EXERCISE BRIEF
In the entries below, find every line with "stored" and copy it.

DATA TO USE
· · ·
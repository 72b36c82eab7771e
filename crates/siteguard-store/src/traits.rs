//! Store trait definitions

use chrono::{DateTime, Local, NaiveDate};
use serde::Serialize;
use serde::de::DeserializeOwned;
use serde_json::{Map, Value};
use siteguard_api::{GlobalLimits, OperationMode, RuleSet, TemporaryDisable};
use siteguard_util::{HostName, date_key};
use tracing::warn;

use crate::{AuditEvent, HostUsage, StoreResult, UsageDay, VisitedTabs};

pub const RULES_KEY: &str = "rules";
pub const USAGE_KEY_PREFIX: &str = "usage-";
pub const OPERATION_MODE_KEY: &str = "operationMode";
pub const GLOBAL_LIMITS_KEY: &str = "globalLimits";
pub const TEMPORARY_DISABLE_END_KEY: &str = "temporaryDisableEndTime";
pub const TEMPORARY_DISABLE_DURATION_KEY: &str = "temporaryDisableDuration";
pub const VISITED_TABS_KEY: &str = "visitedTabs";
pub const LAST_ROLLOVER_KEY: &str = "lastRolloverDate";

/// Key of the usage records for `date`
pub fn usage_key(date: NaiveDate) -> String {
    format!("{}{}", USAGE_KEY_PREFIX, date_key(date))
}

/// Date of a `usage-<YYYY-MM-DD>` key
pub fn parse_usage_key(key: &str) -> Option<NaiveDate> {
    let date = key.strip_prefix(USAGE_KEY_PREFIX)?;
    NaiveDate::parse_from_str(date, "%Y-%m-%d").ok()
}

/// Main store trait
///
/// A flat key/value store of JSON values. There are no multi-key
/// transactions; callers serialize their read-modify-write cycles.
pub trait Store: Send + Sync {
    // Key/value records

    /// Get the value stored under `key`
    fn get_value(&self, key: &str) -> StoreResult<Option<Value>>;

    /// Store `value` under `key`, replacing any previous value
    fn set_value(&self, key: &str, value: &Value) -> StoreResult<()>;

    /// Remove keys; returns how many existed
    fn remove(&self, keys: &[String]) -> StoreResult<usize>;

    /// All keys starting with `prefix`, sorted
    fn keys_with_prefix(&self, prefix: &str) -> StoreResult<Vec<String>>;

    // Audit log

    /// Append an audit event
    fn append_audit(&self, event: AuditEvent) -> StoreResult<()>;

    /// Get recent audit events
    fn get_recent_audits(&self, limit: usize) -> StoreResult<Vec<AuditEvent>>;

    // Health

    /// Check if store is healthy
    fn is_healthy(&self) -> bool;
}

/// Typed accessors for the persisted records
pub trait StoreExt: Store {
    fn get_json<T: DeserializeOwned>(&self, key: &str) -> StoreResult<Option<T>> {
        match self.get_value(key)? {
            Some(value) => Ok(Some(serde_json::from_value(value)?)),
            None => Ok(None),
        }
    }

    fn set_json<T: Serialize>(&self, key: &str, value: &T) -> StoreResult<()> {
        self.set_value(key, &serde_json::to_value(value)?)
    }

    fn contains_key(&self, key: &str) -> StoreResult<bool> {
        Ok(self.get_value(key)?.is_some())
    }

    fn rules(&self) -> StoreResult<RuleSet> {
        Ok(self.get_json(RULES_KEY)?.unwrap_or_default())
    }

    fn set_rules(&self, rules: &RuleSet) -> StoreResult<()> {
        self.set_json(RULES_KEY, rules)
    }

    fn operation_mode(&self) -> StoreResult<OperationMode> {
        Ok(self.get_json(OPERATION_MODE_KEY)?.unwrap_or_default())
    }

    fn set_operation_mode(&self, mode: OperationMode) -> StoreResult<()> {
        self.set_json(OPERATION_MODE_KEY, &mode)
    }

    fn global_limits(&self) -> StoreResult<GlobalLimits> {
        Ok(self.get_json(GLOBAL_LIMITS_KEY)?.unwrap_or_default())
    }

    fn set_global_limits(&self, limits: &GlobalLimits) -> StoreResult<()> {
        self.set_json(GLOBAL_LIMITS_KEY, limits)
    }

    /// The override window, whether or not it has expired
    fn temporary_disable(&self) -> StoreResult<Option<TemporaryDisable>> {
        let Some(end_time) = self.get_json::<DateTime<Local>>(TEMPORARY_DISABLE_END_KEY)? else {
            return Ok(None);
        };
        let duration_minutes = self
            .get_json(TEMPORARY_DISABLE_DURATION_KEY)?
            .unwrap_or_default();
        Ok(Some(TemporaryDisable {
            end_time,
            duration_minutes,
        }))
    }

    fn set_temporary_disable(&self, disable: &TemporaryDisable) -> StoreResult<()> {
        self.set_json(TEMPORARY_DISABLE_END_KEY, &disable.end_time)?;
        self.set_json(TEMPORARY_DISABLE_DURATION_KEY, &disable.duration_minutes)
    }

    fn clear_temporary_disable(&self) -> StoreResult<()> {
        self.remove(&[
            TEMPORARY_DISABLE_END_KEY.to_string(),
            TEMPORARY_DISABLE_DURATION_KEY.to_string(),
        ])?;
        Ok(())
    }

    /// Usage records of one day.
    ///
    /// Host entries that fail to parse are logged and left out; the
    /// remaining hosts are returned as usual.
    fn usage_day(&self, date: NaiveDate) -> StoreResult<UsageDay> {
        let key = usage_key(date);
        let mut day = UsageDay::new();
        for (host, entry) in raw_usage_entries(self, &key)? {
            match serde_json::from_value::<HostUsage>(entry) {
                Ok(usage) => {
                    day.insert(HostName::new(&host), usage);
                }
                Err(e) => {
                    warn!(key = %key, host = %host, error = %e, "Skipping malformed usage record");
                }
            }
        }
        Ok(day)
    }

    /// Replace the usage records of one day.
    ///
    /// Malformed entries already stored for hosts absent from `day` are
    /// written back untouched.
    fn set_usage_day(&self, date: NaiveDate, day: &UsageDay) -> StoreResult<()> {
        let key = usage_key(date);
        let mut entries = Map::new();
        for (host, entry) in raw_usage_entries(self, &key)? {
            if !day.contains_key(&HostName::new(&host))
                && serde_json::from_value::<HostUsage>(entry.clone()).is_err()
            {
                entries.insert(host, entry);
            }
        }
        for (host, usage) in day {
            entries.insert(host.to_string(), serde_json::to_value(usage)?);
        }
        self.set_value(&key, &Value::Object(entries))
    }

    /// Every `usage-<date>` key in the store, oldest first
    fn usage_keys(&self) -> StoreResult<Vec<String>> {
        self.keys_with_prefix(USAGE_KEY_PREFIX)
    }

    fn visited_tabs(&self) -> StoreResult<VisitedTabs> {
        Ok(self.get_json(VISITED_TABS_KEY)?.unwrap_or_default())
    }

    fn set_visited_tabs(&self, visited: &VisitedTabs) -> StoreResult<()> {
        self.set_json(VISITED_TABS_KEY, visited)
    }

    fn last_rollover_date(&self) -> StoreResult<Option<NaiveDate>> {
        self.get_json(LAST_ROLLOVER_KEY)
    }

    fn set_last_rollover_date(&self, date: NaiveDate) -> StoreResult<()> {
        self.set_json(LAST_ROLLOVER_KEY, &date)
    }
}

impl<S: Store + ?Sized> StoreExt for S {}

/// Host entries of a usage record, unparsed
fn raw_usage_entries<S: Store + ?Sized>(store: &S, key: &str) -> StoreResult<Map<String, Value>> {
    match store.get_value(key)? {
        Some(Value::Object(entries)) => Ok(entries),
        Some(_) => {
            warn!(key = %key, "Usage record is not an object, ignoring it");
            Ok(Map::new())
        }
        None => Ok(Map::new()),
    }
}

#[cfg(test)]
mod tests {
    use super::*;

    #[test]
    fn usage_key_roundtrip() {
        let date = NaiveDate::from_ymd_opt(2025, 12, 29).unwrap();
        assert_eq!(usage_key(date), "usage-2025-12-29");
        assert_eq!(parse_usage_key("usage-2025-12-29"), Some(date));
        assert_eq!(parse_usage_key("usage-garbage"), None);
        assert_eq!(parse_usage_key("rules"), None);
    }
}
· · ·
ANSWER BOX
    /// Get the value stored under `key`
    /// Malformed entries already stored for hosts absent from `day` are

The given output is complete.